Gerald Nelson, chairman of the Association of Property Unit Trusts, says that the oversupply of commercial space is of particular concern to the industry. He points out that the decentralised office market is the sector with the highest vacancies. To such an extent, that landlords who want to retain tenants after rental contracts have expired, have to be satisfied with renewing leases at lower rentals.

Recent figures of the SA Property Owners Association (Sapoa) confirm that more and more office space is standing vacant. For the first time in years, there are currently double-figure vacancies in sought-after decentralised office nodes like Sandton, Rosebank, Hyde Park and Rivonia in Greater Johannesburg, as well as in Claremont and Rondebosch in Cape Town.

But despite weaker market conditions, analysts believe that the sector is beginning to offer good buying opportunities. And many of the shares are now trading at a discount to net asset value. Harry Boonzaaier, property analyst at Merrill Lynch, says the last few months saw prices declining to the extent that investors can enter the market failry cheaply. And even though the earnings growth of many funds are under pressure, current dividend yields of 15% on average means that the sector remains attractive to those who are more interested in income than capital growth.
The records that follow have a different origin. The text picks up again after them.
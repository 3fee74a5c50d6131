//! The containment plan: lock, isolate, snapshot, terminate, notify.
//!
//! Invariants:
//! - the lock tag is written before any destructive call;
//! - termination only happens once a snapshot id has been obtained;
//! - no error escapes `run`; every path ends in a terminal [`Outcome`].

use super::{ContainmentState, Outcome, SkipReason, WorkflowContext, WorkflowReport};
use crate::config::LockReleasePolicy;
use crate::error::{GatewayError, ReflexError};
use crate::finding::Finding;
use crate::gateway::{ResourceGateway, ResourceTag};
use chrono::Utc;
use std::sync::Arc;

/// Result of reading the lock tag.
enum LockStatus {
    Free,
    Held,
    Unknown(GatewayError),
}

/// Fully resolved containment plan for one finding.
pub struct ContainmentPlan {
    workflow: &'static str,
    threat_summary: &'static str,
    finding: Finding,
    quarantine_group: String,
    notification_channel: String,
    lock_tag: ResourceTag,
    lock_release: LockReleasePolicy,
    gateway: Arc<dyn ResourceGateway>,
}

impl ContainmentPlan {
    /// Resolve the quarantine group and notification channel and bind them to
    /// the finding. Fails if either parameter cannot be resolved.
    pub async fn prepare(
        workflow: &'static str,
        threat_summary: &'static str,
        finding: Finding,
        ctx: &WorkflowContext,
    ) -> Result<Self, ReflexError> {
        let settings = &ctx.containment;
        let quarantine_group = ctx
            .resolver
            .get_parameter(&settings.quarantine_group_parameter)
            .await?;
        let notification_channel = ctx
            .resolver
            .get_parameter(&settings.notification_channel_parameter)
            .await?;

        tracing::info!(
            workflow,
            resource_id = %finding.resource_id,
            remote_peer = finding.remote_peer_address.as_deref().unwrap_or("-"),
            "Initialized containment plan"
        );

        Ok(Self {
            workflow,
            threat_summary,
            finding,
            quarantine_group,
            notification_channel,
            lock_tag: ResourceTag::new(&settings.lock_tag_key, &settings.lock_tag_value),
            lock_release: settings.lock_release,
            gateway: ctx.gateway.clone(),
        })
    }

    pub fn finding(&self) -> &Finding {
        &self.finding
    }

    pub fn quarantine_group(&self) -> &str {
        &self.quarantine_group
    }

    pub fn notification_channel(&self) -> &str {
        &self.notification_channel
    }

    /// Drive the state machine to a terminal state.
    pub async fn run(&self) -> WorkflowReport {
        let started_at = Utc::now();
        let resource_id = self.finding.resource_id.as_str();
        let mut states = vec![ContainmentState::Start, ContainmentState::CheckInProgress];
        let mut lock_released = false;

        tracing::warn!(
            workflow = self.workflow,
            finding_type = %self.finding.finding_type,
            finding_id = self.finding.id_or_unknown(),
            resource_id,
            "Executing containment plan"
        );

        let outcome = match self.check_lock().await {
            LockStatus::Held => {
                tracing::info!(
                    resource_id,
                    reason = "lock_held",
                    "Remediation already in progress, skipping"
                );
                Outcome::Skipped {
                    reason: SkipReason::LockHeld,
                }
            }
            LockStatus::Unknown(error) => {
                tracing::warn!(
                    resource_id,
                    reason = "lock_check_failed",
                    error = %error,
                    "Could not read remediation lock, assuming it is held and skipping"
                );
                Outcome::Skipped {
                    reason: SkipReason::LockCheckFailed { error },
                }
            }
            LockStatus::Free => match self.acquire_lock().await {
                Err(error) => {
                    tracing::error!(resource_id, error = %error, "Failed to apply remediation lock");
                    Outcome::Failed {
                        last_state: ContainmentState::CheckInProgress,
                        error,
                    }
                }
                Ok(()) => {
                    states.push(ContainmentState::Tagged);
                    let outcome = match self.contain(&mut states).await {
                        Ok(outcome) => outcome,
                        Err(error) => {
                            let last_state =
                                states.last().copied().unwrap_or(ContainmentState::Tagged);
                            tracing::error!(
                                workflow = self.workflow,
                                resource_id,
                                last_state = %last_state,
                                operation = error.operation(),
                                error = %error,
                                "Failed to execute containment plan"
                            );
                            Outcome::Failed { last_state, error }
                        }
                    };
                    if matches!(outcome, Outcome::Failed { .. }) {
                        lock_released = self.release_lock().await;
                    }
                    outcome
                }
            },
        };

        states.push(outcome.terminal_state());

        WorkflowReport {
            workflow: self.workflow,
            finding_type: self.finding.finding_type.clone(),
            finding_id: self.finding.id.clone(),
            resource_id: self.finding.resource_id.clone(),
            states,
            outcome,
            lock_released,
            started_at,
            finished_at: Utc::now(),
        }
    }

    async fn check_lock(&self) -> LockStatus {
        match self
            .gateway
            .describe_tags(&self.finding.resource_id, &self.lock_tag.key)
            .await
        {
            Ok(tags) if tags.iter().any(|t| t.key == self.lock_tag.key) => LockStatus::Held,
            Ok(_) => LockStatus::Free,
            Err(e) => LockStatus::Unknown(e),
        }
    }

    async fn acquire_lock(&self) -> Result<(), GatewayError> {
        self.gateway
            .create_tags(&self.finding.resource_id, std::slice::from_ref(&self.lock_tag))
            .await?;
        tracing::info!(
            resource_id = %self.finding.resource_id,
            tag = %self.lock_tag.key,
            "Remediation lock applied"
        );
        Ok(())
    }

    /// Remove the lock after a failure, if policy allows. Returns whether the
    /// tag was removed.
    async fn release_lock(&self) -> bool {
        if self.lock_release != LockReleasePolicy::ClearOnFailure {
            tracing::warn!(
                resource_id = %self.finding.resource_id,
                tag = %self.lock_tag.key,
                "Remediation lock retained; clear it manually before retrying"
            );
            return false;
        }

        match self
            .gateway
            .delete_tags(
                &self.finding.resource_id,
                std::slice::from_ref(&self.lock_tag.key),
            )
            .await
        {
            Ok(()) => {
                tracing::info!(resource_id = %self.finding.resource_id, "Remediation lock cleared after failure");
                true
            }
            Err(e) => {
                tracing::error!(
                    resource_id = %self.finding.resource_id,
                    error = %e,
                    "Failed to clear remediation lock"
                );
                false
            }
        }
    }

    /// Destructive part of the plan. Gateway errors propagate to `run`;
    /// structural snapshot problems end in a manual-intervention halt.
    async fn contain(&self, states: &mut Vec<ContainmentState>) -> Result<Outcome, GatewayError> {
        self.isolate().await?;
        states.push(ContainmentState::Isolated);

        let snapshot_id = match self.snapshot().await? {
            Ok(id) => id,
            Err(reason) => {
                tracing::error!(
                    severity = "critical",
                    resource_id = %self.finding.resource_id,
                    finding_id = self.finding.id_or_unknown(),
                    reason = %reason,
                    "MANUAL INTERVENTION REQUIRED: forensic snapshot unavailable, instance left isolated and running"
                );
                return Ok(Outcome::ManualIntervention { reason });
            }
        };
        states.push(ContainmentState::Snapshotted);

        self.terminate().await?;
        states.push(ContainmentState::Terminated);

        self.notify(&snapshot_id).await?;
        states.push(ContainmentState::Notified);

        tracing::warn!(
            workflow = self.workflow,
            resource_id = %self.finding.resource_id,
            snapshot_id = %snapshot_id,
            "Successfully completed containment plan"
        );
        Ok(Outcome::Completed { snapshot_id })
    }

    async fn isolate(&self) -> Result<(), GatewayError> {
        tracing::info!(
            resource_id = %self.finding.resource_id,
            group = %self.quarantine_group,
            "Applying quarantine network group"
        );
        self.gateway
            .modify_network_membership(
                &self.finding.resource_id,
                std::slice::from_ref(&self.quarantine_group),
            )
            .await?;
        tracing::info!(resource_id = %self.finding.resource_id, "Instance isolated");
        Ok(())
    }

    /// Outer error: the gateway failed. Inner error: the evidence cannot be
    /// captured for structural reasons.
    async fn snapshot(&self) -> Result<Result<String, String>, GatewayError> {
        let resource_id = &self.finding.resource_id;
        tracing::info!(resource_id = %resource_id, "Creating snapshot of root volume");

        let description = self.gateway.describe_resource(resource_id).await?;
        let volume_id = match description.root_volume_id() {
            Ok(id) => id.to_string(),
            Err(e) => return Ok(Err(format!("root volume lookup failed: {e}"))),
        };

        let snapshot_id = self
            .gateway
            .create_snapshot(&volume_id, &self.snapshot_description())
            .await?;
        if snapshot_id.trim().is_empty() {
            return Ok(Err(format!(
                "snapshot of {volume_id} returned no snapshot id"
            )));
        }

        tracing::info!(
            resource_id = %resource_id,
            volume_id = %volume_id,
            snapshot_id = %snapshot_id,
            "Snapshot created"
        );
        Ok(Ok(snapshot_id))
    }

    async fn terminate(&self) -> Result<(), GatewayError> {
        tracing::warn!(resource_id = %self.finding.resource_id, "Terminating compromised instance");
        self.gateway
            .terminate_resource(&self.finding.resource_id)
            .await?;
        tracing::warn!(resource_id = %self.finding.resource_id, "Instance terminated");
        Ok(())
    }

    async fn notify(&self, snapshot_id: &str) -> Result<(), GatewayError> {
        tracing::info!(channel = %self.notification_channel, "Sending containment report");
        self.gateway
            .publish_message(
                &self.notification_channel,
                &self.notification_subject(),
                &self.notification_body(snapshot_id),
            )
            .await?;
        tracing::info!("Containment report sent");
        Ok(())
    }

    pub fn snapshot_description(&self) -> String {
        format!(
            "Forensic snapshot for instance {} from GuardDuty finding {}",
            self.finding.resource_id,
            self.finding.id_or_unknown()
        )
    }

    pub fn notification_subject(&self) -> String {
        format!(
            "Automated C2 Response for Instance {}",
            self.finding.resource_id
        )
    }

    pub fn notification_body(&self, snapshot_id: &str) -> String {
        let mut body = String::from("Automated SOAR Response for GuardDuty Finding\n\n");
        body.push_str(&format!("Finding Type: {}\n", self.finding.finding_type));
        body.push_str(&format!("Finding ID: {}\n", self.finding.id_or_unknown()));
        body.push_str(&format!("Instance ID: {}\n", self.finding.resource_id));
        if let Some(peer) = &self.finding.remote_peer_address {
            body.push_str(&format!("Remote Peer: {peer}\n"));
        }
        body.push_str(&format!("Description: {}\n\n", self.threat_summary));
        body.push_str("Actions Taken:\n");
        body.push_str(&format!(
            "1. Instance isolated with SG: {}\n",
            self.quarantine_group
        ));
        body.push_str(&format!("2. Forensic snapshot created: {snapshot_id}\n"));
        body.push_str("3. Instance terminated.\n\n");
        body.push_str("Please begin forensic analysis on the snapshot.");
        body
    }
}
However, in the current climate investors would do well to look more closely at the quality of underlying portfolios, Boonzaaier cautions. Vacancies, the lease expiry profile, the location of buildings and the debt position (are interest rates fixed?) are all important considerations impacting on the performance of property funds.

Boonzaaier says that with higher interest rates funds with lower gearing currently offer the smallest risk. This means PUT’s are generally less risky than PLS’s as there’s a restriction on how much PUT’s are allowed to borrow to finance their portfolios.

Boonzaaier says investors can estimate the total returns of a specific fund by adding expected earnings growth to forward dividend yields. If a specific fund expects no growth in dividends for the year (as does Grayprop), its forward yield will have to be high enough to compensate for this. By way of illustration: Say fund A’s dividend growth for the year is expected to be 6% and its dividend yield is 12%. Fund B expects no dividend growth, but offers a dividend yield of 18%. In both cases you would get a total return of 18%. Analysts expect average dividend growth for the sector to be in the region of 3% this year. At a future dividend yield of around 15%, you could therefore expect to see a total return of 18% for the sector in 2002.

Templeton reckons Hyprop, Growthpoint and Metboard will be the top performers in this year. Boonzaaier’s favourite funds are Martprop and Grayprop, while he regards Sycom, Hyprop and Redefine also as potentially good buys.(see table).